▶ **Material for this task**:

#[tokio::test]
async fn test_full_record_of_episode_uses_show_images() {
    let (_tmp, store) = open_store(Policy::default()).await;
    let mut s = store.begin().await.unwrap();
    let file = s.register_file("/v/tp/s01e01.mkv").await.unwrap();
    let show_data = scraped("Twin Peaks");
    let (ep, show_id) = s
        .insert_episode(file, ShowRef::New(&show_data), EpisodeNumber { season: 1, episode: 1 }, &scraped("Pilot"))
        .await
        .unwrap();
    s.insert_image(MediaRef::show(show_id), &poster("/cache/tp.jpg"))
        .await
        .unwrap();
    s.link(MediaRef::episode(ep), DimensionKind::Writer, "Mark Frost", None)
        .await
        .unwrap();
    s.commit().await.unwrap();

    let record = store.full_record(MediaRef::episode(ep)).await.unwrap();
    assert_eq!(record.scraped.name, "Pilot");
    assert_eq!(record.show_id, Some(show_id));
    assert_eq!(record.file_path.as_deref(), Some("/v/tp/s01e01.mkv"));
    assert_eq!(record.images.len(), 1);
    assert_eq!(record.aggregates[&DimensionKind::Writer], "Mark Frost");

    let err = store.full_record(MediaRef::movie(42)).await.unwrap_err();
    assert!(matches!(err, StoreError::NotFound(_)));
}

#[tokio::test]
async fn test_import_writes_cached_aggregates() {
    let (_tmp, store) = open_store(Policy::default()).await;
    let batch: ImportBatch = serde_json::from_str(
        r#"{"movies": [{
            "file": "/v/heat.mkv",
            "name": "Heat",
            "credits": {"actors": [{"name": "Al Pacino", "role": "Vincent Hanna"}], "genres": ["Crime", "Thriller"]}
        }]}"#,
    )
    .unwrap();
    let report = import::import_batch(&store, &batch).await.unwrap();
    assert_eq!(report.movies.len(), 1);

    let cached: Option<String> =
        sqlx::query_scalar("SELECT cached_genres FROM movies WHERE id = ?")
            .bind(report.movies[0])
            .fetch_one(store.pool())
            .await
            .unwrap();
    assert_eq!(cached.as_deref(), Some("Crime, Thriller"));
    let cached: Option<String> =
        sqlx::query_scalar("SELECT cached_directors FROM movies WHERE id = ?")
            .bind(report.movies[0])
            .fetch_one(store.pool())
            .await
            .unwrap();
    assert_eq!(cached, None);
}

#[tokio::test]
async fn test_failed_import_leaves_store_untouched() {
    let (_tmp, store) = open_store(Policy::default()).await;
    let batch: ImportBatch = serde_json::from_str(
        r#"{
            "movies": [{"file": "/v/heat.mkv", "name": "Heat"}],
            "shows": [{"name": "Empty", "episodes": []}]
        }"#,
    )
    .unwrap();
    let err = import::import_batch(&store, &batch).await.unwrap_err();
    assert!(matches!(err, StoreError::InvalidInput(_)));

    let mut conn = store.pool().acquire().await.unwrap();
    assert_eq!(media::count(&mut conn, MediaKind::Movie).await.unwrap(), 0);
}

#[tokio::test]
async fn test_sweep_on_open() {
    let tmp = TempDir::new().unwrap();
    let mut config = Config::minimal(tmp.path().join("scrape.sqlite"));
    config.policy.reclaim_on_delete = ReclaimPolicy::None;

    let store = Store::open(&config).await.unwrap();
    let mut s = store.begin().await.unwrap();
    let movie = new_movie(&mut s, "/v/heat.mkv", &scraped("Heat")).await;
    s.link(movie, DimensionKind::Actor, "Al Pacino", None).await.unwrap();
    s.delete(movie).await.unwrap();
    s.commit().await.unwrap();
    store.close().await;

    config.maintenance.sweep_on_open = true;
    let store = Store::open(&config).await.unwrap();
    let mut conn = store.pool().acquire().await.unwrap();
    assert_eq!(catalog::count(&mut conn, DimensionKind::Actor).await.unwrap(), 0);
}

▶ **What you have to do**: The lines holding the word "scraped" are the answer. Find them in the entries and copy them.

▶ **Exercise solution**:
    let show_data = scraped("Twin Peaks");
        .insert_episode(file, ShowRef::New(&show_data), EpisodeNumber { season: 1, episode: 1 }, &scraped("Pilot"))
    assert_eq!(record.scraped.name, "Pilot");
    let movie = new_movie(&mut s, "/v/heat.mkv", &scraped("Heat")).await;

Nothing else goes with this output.